Try it -
Your answer must be every line of the data below that holds the string "orders", copied exactly.

Data shown -

....

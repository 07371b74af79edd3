//! Expectation suites and the registry that keeps them.

use super::expectation::{Expectation, ExpectationDef, ExpectationIdentity, RuleKind};
use crate::prelude::*;
use serde::{Deserialize, Serialize};
use std::collections::HashMap;
use std::path::Path;
use tracing::{debug, info, instrument, warn};

/// A named, ordered collection of expectations.
///
/// Expectation order is preserved and is the order in which results are
/// reported. Two expectations with the same identity (rule kind and column)
/// cannot coexist in a suite; the first one added wins.
///
/// # Examples
///
/// ```rust
/// use dq_guard::core::{Expectation, ExpectationSuite};
///
/// let suite = ExpectationSuite::builder("transactions")
///     .description("Checks for the cafe transaction export")
///     .expectation(Expectation::not_null("Transaction ID"))
///     .expectation(Expectation::unique("Transaction ID"))
///     .build();
///
/// assert_eq!(suite.len(), 2);
/// ```
#[derive(Debug, Clone, PartialEq, Serialize)]
pub struct ExpectationSuite {
    name: String,
    #[serde(skip_serializing_if = "Option::is_none")]
    description: Option<String>,
    expectations: Vec<Expectation>,
}

impl ExpectationSuite {
    /// Creates an empty suite.
    pub fn new(name: impl Into<String>) -> Self {
        Self {
            name: name.into(),
            description: None,
            expectations: Vec::new(),
        }
    }

    pub fn builder(name: impl Into<String>) -> ExpectationSuiteBuilder {
        ExpectationSuiteBuilder::new(name)
    }

    pub fn name(&self) -> &str {
        &self.name
    }

    pub fn description(&self) -> Option<&str> {
        self.description.as_deref()
    }

    pub fn expectations(&self) -> &[Expectation] {
        &self.expectations
    }

    pub fn len(&self) -> usize {
        self.expectations.len()
    }

    pub fn is_empty(&self) -> bool {
        self.expectations.is_empty()
    }

    /// Returns true if an expectation with this identity is already present.
    pub fn contains(&self, identity: &ExpectationIdentity) -> bool {
        self.expectations
            .iter()
            .any(|e| e.rule_kind() == identity.kind && e.column() == identity.column)
    }

    /// Distinct columns referenced by the suite, in first-use order.
    pub fn columns(&self) -> Vec<&str> {
        let mut columns: Vec<&str> = Vec::new();
        for expectation in &self.expectations {
            if !columns.contains(&expectation.column()) {
                columns.push(expectation.column());
            }
        }
        columns
    }

    /// Columns that carry a `Between` rule and therefore need numeric values.
    pub fn numeric_columns(&self) -> Vec<&str> {
        let mut columns: Vec<&str> = Vec::new();
        for expectation in &self.expectations {
            if expectation.rule_kind() == RuleKind::Between
                && !columns.contains(&expectation.column())
            {
                columns.push(expectation.column());
            }
        }
        columns
    }

    /// Appends an expectation. Returns false, leaving the suite unchanged,
    /// when an expectation with the same identity already exists.
    pub fn add_expectation(&mut self, expectation: Expectation) -> bool {
        if self
            .expectations
            .iter()
            .any(|existing| existing.same_identity(&expectation))
        {
            debug!(
                suite.name = %self.name,
                expectation.identity = %expectation.identity(),
                "Skipping duplicate expectation"
            );
            return false;
        }
        self.expectations.push(expectation);
        true
    }

    /// Populates an empty suite exactly once.
    ///
    /// If the suite already holds expectations (it was populated before or
    /// loaded from a definition) nothing is added. Returns the number of
    /// expectations added.
    ///
    /// ```rust
    /// use dq_guard::core::{Expectation, ExpectationSuite};
    ///
    /// let mut suite = ExpectationSuite::new("ids");
    /// let rules = || vec![Expectation::not_null("id"), Expectation::unique("id")];
    ///
    /// assert_eq!(suite.populate(rules()), 2);
    /// assert_eq!(suite.populate(rules()), 0);
    /// assert_eq!(suite.len(), 2);
    /// ```
    pub fn populate<I>(&mut self, expectations: I) -> usize
    where
        I: IntoIterator<Item = Expectation>,
    {
        if !self.is_empty() {
            warn!(
                suite.name = %self.name,
                suite.expectations = self.len(),
                "Suite already populated, skipping"
            );
            return 0;
        }
        let mut added = 0;
        for expectation in expectations {
            if self.add_expectation(expectation) {
                added += 1;
            }
        }
        added
    }

    /// Serializes the suite definition as pretty-printed JSON.
    pub fn to_json(&self) -> Result<String> {
        Ok(serde_json::to_string_pretty(self)?)
    }

    /// Parses a suite definition.
    ///
    /// Unknown rule kinds fail with [`DqError::UnsupportedRuleKind`]; invalid
    /// parameters fail with the same errors as the expectation constructors.
    pub fn from_json(json: &str) -> Result<Self> {
        let raw: RawSuite = serde_json::from_str(json)?;
        let mut suite = ExpectationSuite {
            name: raw.name,
            description: raw.description,
            expectations: Vec::with_capacity(raw.expectations.len()),
        };

        for value in raw.expectations {
            let kind = value
                .get("kind")
                .and_then(serde_json::Value::as_str)
                .ok_or_else(|| {
                    DqError::Configuration(format!(
                        "Expectation in suite '{}' has no 'kind'",
                        suite.name
                    ))
                })?;
            kind.parse::<RuleKind>()?;

            let def: ExpectationDef = serde_json::from_value(value)?;
            let expectation = Expectation::try_from(def)?;
            if !suite.add_expectation(expectation) {
                warn!(
                    suite.name = %suite.name,
                    "Suite definition contains a duplicate expectation"
                );
            }
        }
        Ok(suite)
    }

    /// Writes the suite definition to `path`.
    #[instrument(skip(self, path), fields(suite.name = %self.name))]
    pub fn save(&self, path: impl AsRef<Path>) -> Result<()> {
        let path = path.as_ref();
        std::fs::write(path, self.to_json()?)?;
        info!(suite.path = %path.display(), "Saved suite definition");
        Ok(())
    }

    /// Reads a suite definition from `path`.
    #[instrument(skip(path))]
    pub fn load(path: impl AsRef<Path>) -> Result<Self> {
        let path = path.as_ref();
        let json = std::fs::read_to_string(path)?;
        let suite = Self::from_json(&json)?;
        info!(
            suite.name = %suite.name,
            suite.expectations = suite.len(),
            suite.path = %path.display(),
            "Loaded suite definition"
        );
        Ok(suite)
    }
}

#[derive(Deserialize)]
struct RawSuite {
    name: String,
    #[serde(default)]
    description: Option<String>,
    #[serde(default)]
    expectations: Vec<serde_json::Value>,
}

/// Builder for [`ExpectationSuite`].
#[derive(Debug)]
pub struct ExpectationSuiteBuilder {
    suite: ExpectationSuite,
}

impl ExpectationSuiteBuilder {
    pub fn new(name: impl Into<String>) -> Self {
        Self {
            suite: ExpectationSuite::new(name),
        }
    }

    pub fn description(mut self, description: impl Into<String>) -> Self {
        self.suite.description = Some(description.into());
        self
    }

    /// Adds an expectation; duplicates by identity are dropped.
    pub fn expectation(mut self, expectation: Expectation) -> Self {
        self.suite.add_expectation(expectation);
        self
    }

    pub fn expectations<I>(mut self, expectations: I) -> Self
    where
        I: IntoIterator<Item = Expectation>,
    {
        for expectation in expectations {
            self.suite.add_expectation(expectation);
        }
        self
    }

    pub fn build(self) -> ExpectationSuite {
        self.suite
    }
}

/// Named store of suites with create-once, reuse-afterwards semantics.
///
/// ```rust
/// use dq_guard::core::{Expectation, SuiteRegistry};
///
/// let mut registry = SuiteRegistry::new();
/// registry
///     .get_or_create("transactions")
///     .populate([Expectation::not_null("Transaction ID")]);
///
/// // A second setup pass reuses the stored suite instead of duplicating rules.
/// registry
///     .get_or_create("transactions")
///     .populate([Expectation::not_null("Transaction ID")]);
///
/// assert_eq!(registry.get("transactions").unwrap().len(), 1);
/// ```
#[derive(Debug, Clone, Default)]
pub struct SuiteRegistry {
    suites: HashMap<String, ExpectationSuite>,
}

impl SuiteRegistry {
    pub fn new() -> Self {
        Self::default()
    }

    /// Returns the suite named `name`, creating an empty one on first use.
    pub fn get_or_create(&mut self, name: &str) -> &mut ExpectationSuite {
        self.suites.entry(name.to_string()).or_insert_with(|| {
            debug!(suite.name = %name, "Creating new suite");
            ExpectationSuite::new(name)
        })
    }

    pub fn get(&self, name: &str) -> Option<&ExpectationSuite> {
        self.suites.get(name)
    }

    /// Stores `suite`, returning any suite previously stored under its name.
    pub fn insert(&mut self, suite: ExpectationSuite) -> Option<ExpectationSuite> {
        self.suites.insert(suite.name().to_string(), suite)
    }

    /// Loads a definition from disk and stores it under its own name.
    pub fn load_file(&mut self, path: impl AsRef<Path>) -> Result<&mut ExpectationSuite> {
        let suite = ExpectationSuite::load(path)?;
        let name = suite.name().to_string();
        self.suites.insert(name.clone(), suite);
        self.suites
            .get_mut(&name)
            .ok_or_else(|| DqError::Internal(format!("Suite '{name}' vanished after insert")))
    }

    /// Suite names in sorted order.
    pub fn names(&self) -> Vec<&str> {
        let mut names: Vec<&str> = self.suites.keys().map(String::as_str).collect();
        names.sort_unstable();
        names
    }

    pub fn len(&self) -> usize {
        self.suites.len()
    }

    pub fn is_empty(&self) -> bool {
        self.suites.is_empty()
    }
}

#[cfg(test)]
mod tests {
    use super::*;
    use tempfile::TempDir;

    fn id_rules() -> Vec<Expectation> {
        vec![
            Expectation::not_null("Transaction ID"),
            Expectation::unique("Transaction ID"),
        ]
    }

    #[test]
    fn test_builder_preserves_order() {
        let suite = ExpectationSuite::builder("orders")
            .expectation(Expectation::unique("id"))
            .expectation(Expectation::not_null("id"))
            .expectation(Expectation::in_set("status", ["open", "closed"]))
            .build();

        let kinds: Vec<_> = suite.expectations().iter().map(|e| e.rule_kind()).collect();
        assert_eq!(
            kinds,
            vec![RuleKind::Unique, RuleKind::NotNull, RuleKind::InSet]
        );
    }

    #[test]
    fn test_duplicate_identity_is_rejected() {
        let mut suite = ExpectationSuite::new("orders");
        assert!(suite.add_expectation(Expectation::between("qty", 1.0, Some(10.0)).unwrap()));
        assert!(!suite.add_expectation(Expectation::between("qty", 0.0, None).unwrap()));
        assert_eq!(suite.len(), 1);
        assert!(suite.contains(&ExpectationIdentity {
            kind: RuleKind::Between,
            column: "qty".to_string(),
        }));
    }

    #[test]
    fn test_populate_is_idempotent() {
        let mut suite = ExpectationSuite::new("transactions");
        assert_eq!(suite.populate(id_rules()), 2);
        assert_eq!(suite.populate(id_rules()), 0);
        assert_eq!(suite.len(), 2);
    }

    #[test]
    fn test_populate_skips_loaded_suite() {
        let json = r#"{"name": "loaded", "expectations": [{"column": "id", "kind": "unique"}]}"#;
        let mut suite = ExpectationSuite::from_json(json).unwrap();
        assert_eq!(suite.populate(id_rules()), 0);
        assert_eq!(suite.len(), 1);
    }

    #[test]
    fn test_columns() {
        let suite = ExpectationSuite::builder("s")
            .expectation(Expectation::not_null("a"))
            .expectation(Expectation::between("b", 0.0, None).unwrap())
            .expectation(Expectation::unique("a"))
            .build();
        assert_eq!(suite.columns(), vec!["a", "b"]);
        assert_eq!(suite.numeric_columns(), vec!["b"]);
    }

    #[test]
    fn test_json_definition_round_trip() {
        let suite = ExpectationSuite::builder("transactions")
            .description("cafe sales")
            .expectation(Expectation::between("Quantity", 1.0, Some(10.0)).unwrap())
            .expectation(Expectation::in_set("Payment Method", ["Cash"]))
            .expectation(Expectation::matches_pattern("Date", r"\d{4}").unwrap())
            .build();

        let parsed = ExpectationSuite::from_json(&suite.to_json().unwrap()).unwrap();
        assert_eq!(parsed, suite);
    }

    #[test]
    fn test_unknown_kind_is_unsupported() {
        let json = r#"{"name": "s", "expectations": [{"column": "a", "kind": "expect_magic"}]}"#;
        let err = ExpectationSuite::from_json(json).unwrap_err();
        assert!(matches!(err, DqError::UnsupportedRuleKind { ref kind } if kind == "expect_magic"));
    }

    #[test]
    fn test_invalid_pattern_in_definition() {
        let json = r#"{"name": "s", "expectations": [
            {"column": "a", "kind": "matches_pattern", "regex": "(unclosed"}
        ]}"#;
        let err = ExpectationSuite::from_json(json).unwrap_err();
        assert!(matches!(err, DqError::InvalidPattern { .. }));
    }

    #[test]
    fn test_missing_kind_is_configuration_error() {
        let json = r#"{"name": "s", "expectations": [{"column": "a"}]}"#;
        let err = ExpectationSuite::from_json(json).unwrap_err();
        assert!(err.is_configuration_error());
    }

    #[test]
    fn test_save_and_load() {
        let dir = TempDir::new().unwrap();
        let path = dir.path().join("suite.json");
        let suite = ExpectationSuite::builder("ids").expectations(id_rules()).build();

        suite.save(&path).unwrap();
        let loaded = ExpectationSuite::load(&path).unwrap();
        assert_eq!(loaded, suite);
    }

    #[test]
    fn test_registry_get_or_create_reuses_suite() {
        let mut registry = SuiteRegistry::new();
        registry.get_or_create("ids").populate(id_rules());
        registry.get_or_create("ids").populate(id_rules());
        registry.get_or_create("other");

        assert_eq!(registry.len(), 2);
        assert_eq!(registry.get("ids").unwrap().len(), 2);
        assert_eq!(registry.names(), vec!["ids", "other"]);
    }

    #[test]
    fn test_registry_load_file_replaces_by_name() {
        let dir = TempDir::new().unwrap();
        let path = dir.path().join("ids.json");
        ExpectationSuite::builder("ids")
            .expectations(id_rules())
            .build()
            .save(&path)
            .unwrap();

        let mut registry = SuiteRegistry::new();
        registry.get_or_create("ids");
        let loaded = registry.load_file(&path).unwrap();
        assert_eq!(loaded.len(), 2);
        assert_eq!(registry.len(), 1);
    }
}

....

Task output -
        let suite = ExpectationSuite::builder("orders")
        let mut suite = ExpectationSuite::new("orders");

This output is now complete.